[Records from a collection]
——

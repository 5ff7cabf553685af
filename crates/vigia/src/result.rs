//! Result and error types for Vigia.

use thiserror::Error;

/// Result type for Vigia operations
pub type VigiaResult<T> = Result<T, VigiaError>;

/// Errors that can occur in Vigia
#[derive(Debug, Error)]
pub enum VigiaError {
    /// Element never met the wait condition
    #[error("Wait timed out after {ms}ms")]
    Timeout {
        /// Wait budget in milliseconds
        ms: u64,
    },

    /// Element absent when the action ran
    #[error("Element not found: {locator}")]
    NotFound {
        /// Locator that failed to resolve
        locator: String,
    },

    /// Requested INI section/key absent
    #[error("Missing config entry: [{section}] {key}")]
    MissingConfig {
        /// INI section
        section: String,
        /// Key within the section
        key: String,
    },

    /// Browser launch error
    #[error("Failed to launch browser: {message}")]
    BrowserLaunch {
        /// Error message
        message: String,
    },

    /// Navigation error
    #[error("Navigation to {url} failed: {message}")]
    Navigation {
        /// URL that failed
        url: String,
        /// Error message
        message: String,
    },

    /// Driver-level error outside the wait/act taxonomy
    #[error("Session error: {message}")]
    Session {
        /// Error message
        message: String,
    },

    /// Screenshot error
    #[error("Screenshot failed: {message}")]
    Screenshot {
        /// Error message
        message: String,
    },

    /// Assertion failed
    #[error("Assertion failed: {message}")]
    AssertionFailed {
        /// Error message
        message: String,
    },

    /// Fixture error (setup/teardown failed)
    #[error("Fixture error: {message}")]
    Fixture {
        /// Error message
        message: String,
    },

    /// Data table lacks the requested column
    #[error("Data table has no column named {column:?}")]
    MissingColumn {
        /// Column name looked up
        column: String,
    },

    /// Data table lacks the requested row key
    #[error("Data table has no row keyed {key:?}")]
    MissingRow {
        /// Row key looked up
        key: String,
    },

    /// Configuration file error
    #[error("Config error: {0}")]
    Config(#[from] config::ConfigError),

    /// Data table file error
    #[error("Data table error: {0}")]
    Csv(#[from] csv::Error),

    /// I/O error
    #[error("I/O error: {0}")]
    Io(#[from] std::io::Error),

    /// JSON error
    #[error("JSON error: {0}")]
    Json(#[from] serde_json::Error),
}

impl VigiaError {
    /// True for the two wait/act failure classes
    #[must_use]
    pub const fn is_wait_failure(&self) -> bool {
        matches!(self, Self::Timeout { .. } | Self::NotFound { .. })
    }

    /// Create an assertion failure
    #[must_use]
    pub fn assertion(message: impl Into<String>) -> Self {
        Self::AssertionFailed {
            message: message.into(),
        }
    }
}

#[cfg(test)]
mod tests {
    use super::*;

    mod display_tests {
        use super::*;

        #[test]
        fn test_timeout_message() {
            let err = VigiaError::Timeout { ms: 10_000 };
            assert_eq!(err.to_string(), "Wait timed out after 10000ms");
        }

        #[test]
        fn test_not_found_message() {
            let err = VigiaError::NotFound {
                locator: "name=user_name".to_string(),
            };
            assert!(err.to_string().contains("name=user_name"));
        }

        #[test]
        fn test_missing_config_message() {
            let err = VigiaError::MissingConfig {
                section: "AppData".to_string(),
                key: "url".to_string(),
            };
            assert_eq!(err.to_string(), "Missing config entry: [AppData] url");
        }

        #[test]
        fn test_missing_row_message() {
            let err = VigiaError::MissingRow {
                key: "test_create_lead_TC05".to_string(),
            };
            assert!(err.to_string().contains("test_create_lead_TC05"));
        }

        #[test]
        fn test_navigation_message() {
            let err = VigiaError::Navigation {
                url: "http://localhost:100".to_string(),
                message: "connection refused".to_string(),
            };
            assert!(err.to_string().contains("http://localhost:100"));
            assert!(err.to_string().contains("connection refused"));
        }
    }

    mod classification_tests {
        use super::*;

        #[test]
        fn test_wait_failures() {
            assert!(VigiaError::Timeout { ms: 1 }.is_wait_failure());
            assert!(VigiaError::NotFound {
                locator: "x".to_string()
            }
            .is_wait_failure());
            assert!(!VigiaError::assertion("nope").is_wait_failure());
        }

        #[test]
        fn test_io_error_from() {
            let io_err = std::io::Error::new(std::io::ErrorKind::NotFound, "gone");
            let err: VigiaError = io_err.into();
            assert!(err.to_string().contains("I/O"));
        }
    }
}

——

> [WHAT TO WORK ON]
Apply a filter for "Fixture" to the entries and show each line that passes.

> [REPLY TO THE EXERCISE]
    /// Fixture error (setup/teardown failed)
    #[error("Fixture error: {message}")]
    Fixture {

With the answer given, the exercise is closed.